「弁天通り」の路線バス

「弁天通り」の路線バス 俺怖 [洒落怖・怖い話 まとめ]

もう、かれこれ15年近く前になるが、国立の駅前に小さな事務所を持っていた。
通勤は雨の日は車、ふだんは当時流行った自転車通勤をやっていた。

ある晩、もう11時近くだったと思う。
自宅の立川に帰る途中に「弁天通り」という通りがある。
路線バスのコースになっていて、バスに出くわすといつも追いつ追われつのシーソーゲームになる。
その日もそうだった。
急ぎもしないで、抜きつぬかれつをやっていると「観音寺」というバス停に小学生くらいの女の子がたった1人でバスを待っていた。
(塾の帰りか。

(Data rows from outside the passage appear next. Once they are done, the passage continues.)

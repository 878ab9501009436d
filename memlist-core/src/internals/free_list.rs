//! Free List
//!
//! The arena is tiled by blocks: every block starts with a `BlockHeader`, immediately followed by its usable region,
//! and the next block starts right after the usable region. The free blocks are further chained, by offset, in a
//! singly-linked list sorted by ascending offset.
//!
//! Invariants:
//!
//! -   Walking from offset 0 by `header + size` steps visits every block, and ends exactly at the end of the arena.
//! -   The free chain visits exactly the blocks tagged free, in ascending offset order.
//! -   No two free blocks are physically adjacent: releasing a block merges it with its free neighbours.

use core::{marker, ptr::NonNull};

use crate::{AllocError, Configuration, Properties};

use super::arena::Arena;

const FREE: usize = 0x_F4EE_B10C;
const ALLOCATED: usize = 0x_A110_CA7E;
const NIL: usize = usize::MAX;

/// BlockHeader
///
/// The in-band header preceding each block.
#[derive(Clone, Copy, Debug, Eq, PartialEq)]
#[repr(C)]
pub(crate) struct BlockHeader {
    //  Usable bytes following the header.
    size: usize,
    //  Offset of the next free block, or NIL; only meaningful for free blocks.
    next: usize,
    tag: usize,
}

impl BlockHeader {
    fn free(size: usize, next: Option<usize>) -> Self { Self { size, next: next.unwrap_or(NIL), tag: FREE } }

    fn allocated(size: usize) -> Self { Self { size, next: NIL, tag: ALLOCATED } }

    /// Returns the number of usable bytes of the block.
    pub(crate) fn size(&self) -> usize { self.size }

    /// Returns whether the block is on the free chain.
    pub(crate) fn is_free(&self) -> bool { self.tag == FREE }

    /// Returns whether the block is handed out.
    pub(crate) fn is_allocated(&self) -> bool { self.tag == ALLOCATED }

    fn next(&self) -> Option<usize> { if self.next == NIL { None } else { Some(self.next) } }
}

/// FreeList
///
/// The block structure of an arena. Offsets designate the header of a block.
pub(crate) struct FreeList<C> {
    arena: Arena,
    head: Option<usize>,
    _configuration: marker::PhantomData<fn() -> C>,
}

//  Free blocks around an allocated block, in chain order: `before < previous < offset < next`.
struct Neighbours {
    before: Option<usize>,
    previous: Option<usize>,
    next: Option<usize>,
}

impl<C> FreeList<C> {
    /// Returns the size of the arena.
    pub(crate) fn capacity(&self) -> usize { self.arena.size() }

    /// Gives back the arena, for release.
    pub(crate) fn into_arena(self) -> Arena { self.arena }
}

impl<C> FreeList<C>
    where
        C: Configuration
{
    /// Creates the block structure of a fresh arena: a single free block spanning it all.
    pub(crate) fn new(arena: Arena) -> Self {
        debug_assert!(arena.size() >= Properties::<C>::minimum_capacity());
        debug_assert!(arena.size() % Properties::<C>::granularity() == 0);

        let mut list = Self { arena, head: Some(0), _configuration: marker::PhantomData };

        let size = list.capacity() - Properties::<C>::header_size();
        list.write(0, BlockHeader::free(size, None));

        list
    }

    /// Returns the header of the block at `offset`.
    pub(crate) fn block(&self, offset: usize) -> BlockHeader { self.read(offset) }

    /// Returns a pointer to the usable region of the block at `offset`.
    pub(crate) fn region(&self, offset: usize) -> NonNull<u8> {
        //  Safety:
        //  -   A block header is always followed by at least a minimum block, within the arena.
        unsafe { self.arena.at(offset + Properties::<C>::header_size()) }
    }

    /// Returns an iterator over all blocks, in physical order.
    pub(crate) fn blocks(&self) -> Blocks<'_, C> { Blocks { list: self, cursor: 0 } }

    /// Returns an iterator over the offsets of the free blocks, in chain order.
    pub(crate) fn free_blocks(&self) -> FreeBlocks<'_, C> { FreeBlocks { list: self, cursor: self.head } }

    /// Allocates a block of at least `size` usable bytes, from the first free block large enough.
    ///
    /// `size` must be a non-zero multiple of the granularity.
    ///
    /// Returns the offset of the block, or None if no free block is large enough.
    pub(crate) fn allocate(&mut self, size: usize) -> Option<usize> {
        debug_assert!(size > 0);
        debug_assert!(size % Properties::<C>::granularity() == 0, "{} not granular", size);

        let mut previous = None;
        let mut cursor = self.head;

        while let Some(offset) = cursor {
            let block = self.read(offset);
            debug_assert!(block.is_free(), "{:x} on the free chain, but not free", offset);

            if block.size >= size {
                let replacement = self.carve(offset, block, size);
                self.relink(previous, replacement);
                return Some(offset);
            }

            previous = cursor;
            cursor = block.next();
        }

        None
    }

    /// Returns the allocated block at `offset` to the free chain, merging it with its free neighbours.
    pub(crate) fn deallocate(&mut self, offset: usize) {
        let header = Properties::<C>::header_size();

        let block = self.read(offset);
        debug_assert!(block.is_allocated(), "{:x} is not allocated", offset);

        let Neighbours { before, mut previous, mut next } = self.neighbours(offset);

        let mut start = offset;
        let mut size = block.size;

        if let Some(following) = next {
            if offset + header + size == following {
                size += header + self.read(following).size;
                next = self.read(following).next();
            }
        }

        if let Some(preceding) = previous {
            let merged = self.read(preceding);

            if preceding + header + merged.size == offset {
                start = preceding;
                size += header + merged.size;
                previous = before;
            }
        }

        self.write(start, BlockHeader::free(size, next));
        self.relink(previous, Some(start));
    }

    /// Attempts to grow, in place, the allocated block at `offset` to at least `size` usable bytes.
    ///
    /// Only the physically following block, if free, is absorbed; any surplus is split off again.
    ///
    /// Returns the new usable size, or None if the block cannot grow in place.
    pub(crate) fn grow(&mut self, offset: usize, size: usize) -> Option<usize> {
        let header = Properties::<C>::header_size();

        let block = self.read(offset);
        debug_assert!(block.is_allocated(), "{:x} is not allocated", offset);

        if block.size >= size {
            return Some(block.size);
        }

        let next = offset + header + block.size;

        if next >= self.capacity() {
            return None;
        }

        let following = self.read(next);

        if !following.is_free() || block.size + header + following.size < size {
            return None;
        }

        let neighbours = self.neighbours(offset);
        debug_assert_eq!(Some(next), neighbours.next, "{:x} is free, but not on the free chain", next);

        let previous = neighbours.previous;
        let combined = BlockHeader::free(block.size + header + following.size, following.next());

        let replacement = self.carve(offset, combined, size);
        self.relink(previous, replacement);

        Some(self.read(offset).size)
    }

    /// Returns the offset of the allocated block whose usable region starts at `pointer`, in O(1).
    ///
    /// Relies on the block tags, hence cannot tell a stray pointer into user data apart from a block if that data
    /// mimics a header; only use with pointers obtained from this list. Debug builds cross-check with `locate`.
    pub(crate) fn header_of(&self, pointer: NonNull<u8>) -> Result<usize, AllocError> {
        let address = pointer.as_ptr() as usize;
        let offset = self.candidate(pointer)?;
        let block = self.read(offset);

        if block.is_allocated() && offset + Properties::<C>::header_size() + block.size <= self.capacity() {
            debug_assert_eq!(Ok(offset), self.locate(pointer), "{:x} is not on the block chain", offset);
            Ok(offset)
        } else if block.is_free() {
            Err(AllocError::DoubleFree { address })
        } else {
            Err(AllocError::ForeignPointer { address })
        }
    }

    /// Returns the offset of the allocated block whose usable region starts at `pointer`, by walking the blocks.
    pub(crate) fn locate(&self, pointer: NonNull<u8>) -> Result<usize, AllocError> {
        let address = pointer.as_ptr() as usize;
        let offset = self.candidate(pointer)?;

        for (cursor, block) in self.blocks() {
            if cursor == offset {
                return if block.is_allocated() { Ok(offset) } else { Err(AllocError::DoubleFree { address }) };
            }

            if cursor > offset {
                break;
            }
        }

        Err(AllocError::ForeignPointer { address })
    }

    //  Returns the header offset `pointer` would have, if it pointed at a usable region.
    fn candidate(&self, pointer: NonNull<u8>) -> Result<usize, AllocError> {
        let header = Properties::<C>::header_size();
        let foreign = AllocError::ForeignPointer { address: pointer.as_ptr() as usize };

        let user = self.arena.offset_of(pointer).ok_or(foreign)?;

        if user < header || (user - header) % Properties::<C>::granularity() != 0 {
            return Err(foreign);
        }

        Ok(user - header)
    }

    //  Marks the free `block` at `offset` as allocated with `size` usable bytes, splitting off the surplus if large
    //  enough.
    //
    //  Returns what should replace `offset` in the free chain: the split-off suffix, or the block's successor.
    fn carve(&mut self, offset: usize, block: BlockHeader, size: usize) -> Option<usize> {
        let header = Properties::<C>::header_size();

        debug_assert!(block.size >= size);

        let surplus = block.size - size;

        if surplus >= Properties::<C>::split_threshold() {
            let suffix = offset + header + size;

            self.write(suffix, BlockHeader::free(surplus - header, block.next()));
            self.write(offset, BlockHeader::allocated(size));

            Some(suffix)
        } else {
            self.write(offset, BlockHeader::allocated(block.size));

            block.next()
        }
    }

    //  Points `previous`, or the head if None, to `next`.
    fn relink(&mut self, previous: Option<usize>, next: Option<usize>) {
        match previous {
            Some(previous) => {
                let mut block = self.read(previous);
                block.next = next.unwrap_or(NIL);
                self.write(previous, block);
            },
            None => self.head = next,
        }
    }

    //  Locates the insertion point of the allocated block at `offset` in a single walk of the free chain.
    fn neighbours(&self, offset: usize) -> Neighbours {
        let mut neighbours = Neighbours { before: None, previous: None, next: self.head };

        while let Some(cursor) = neighbours.next {
            if cursor > offset {
                break;
            }

            neighbours.before = neighbours.previous;
            neighbours.previous = Some(cursor);
            neighbours.next = self.read(cursor).next();
        }

        neighbours
    }

    fn read(&self, offset: usize) -> BlockHeader {
        debug_assert!(offset % Properties::<C>::granularity() == 0, "{:x} not granular", offset);

        //  Safety:
        //  -   `offset` is within the arena, and aligned for a header.
        //  -   The bytes of the arena are initialized.
        unsafe { self.arena.at(offset).cast::<BlockHeader>().as_ptr().read() }
    }

    fn write(&mut self, offset: usize, header: BlockHeader) {
        debug_assert!(offset % Properties::<C>::granularity() == 0, "{:x} not granular", offset);

        //  Safety:
        //  -   `offset` is within the arena, and aligned for a header.
        //  -   `&mut self` guarantees exclusive access to the block structure.
        unsafe { self.arena.at(offset).cast::<BlockHeader>().as_ptr().write(header) }
    }
}

/// Iterator over the blocks of the arena, in physical order: `(offset, header)`.
pub(crate) struct Blocks<'a, C> {
    list: &'a FreeList<C>,
    cursor: usize,
}

impl<'a, C> Iterator for Blocks<'a, C>
    where
        C: Configuration
{
    type Item = (usize, BlockHeader);

    fn next(&mut self) -> Option<Self::Item> {
        if self.cursor >= self.list.capacity() {
            return None;
        }

        let offset = self.cursor;
        let block = self.list.read(offset);

        self.cursor = offset + Properties::<C>::header_size() + block.size;

        Some((offset, block))
    }
}

/// Iterator over the offsets of the free blocks, in chain order.
pub(crate) struct FreeBlocks<'a, C> {
    list: &'a FreeList<C>,
    cursor: Option<usize>,
}

impl<'a, C> Iterator for FreeBlocks<'a, C>
    where
        C: Configuration
{
    type Item = usize;

    fn next(&mut self) -> Option<usize> {
        let offset = self.cursor?;
        self.cursor = self.list.read(offset).next();
        Some(offset)
    }
}

// mod tests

小学生もたいへんだな)と思うまもなくバスがきて、その子が乗り込んだようで、後姿がバスの窓越しに見えた。
そのままおれはバスの前に出た。

終点までバス停は2つだったが乗降客はなかったようで、終点の直前でバスはおれを追い越していった。
あいかわらず、その子は一番後ろにたった1人で乗っていた。
最終バスだから、バスは乗客を降ろして車庫に帰っていく。
当然、その子は降りるはずだ。
もう、その子しか乗客はいないのだから。
だが、運転手はドアを開けないままUターンして戻っていこうとする。
(え???)、おれはバスの内部に注目した。

いない。

バスの後部のあの場所にもだれも乗っていなかった。

その子が乗った「観音寺」のバス停は当時、後ろは梨畑、前は畑、その向こうは観音寺の墓地で薄暗い。
寺は低い里山の中腹にあるから、バス停からも墓地が見える。
その距離、200mほどか?

あの子は墓地からさまよい出て、バスに乗って家に帰り着こうとしたのだろうか。
それっきり、あの子には会ったことがない。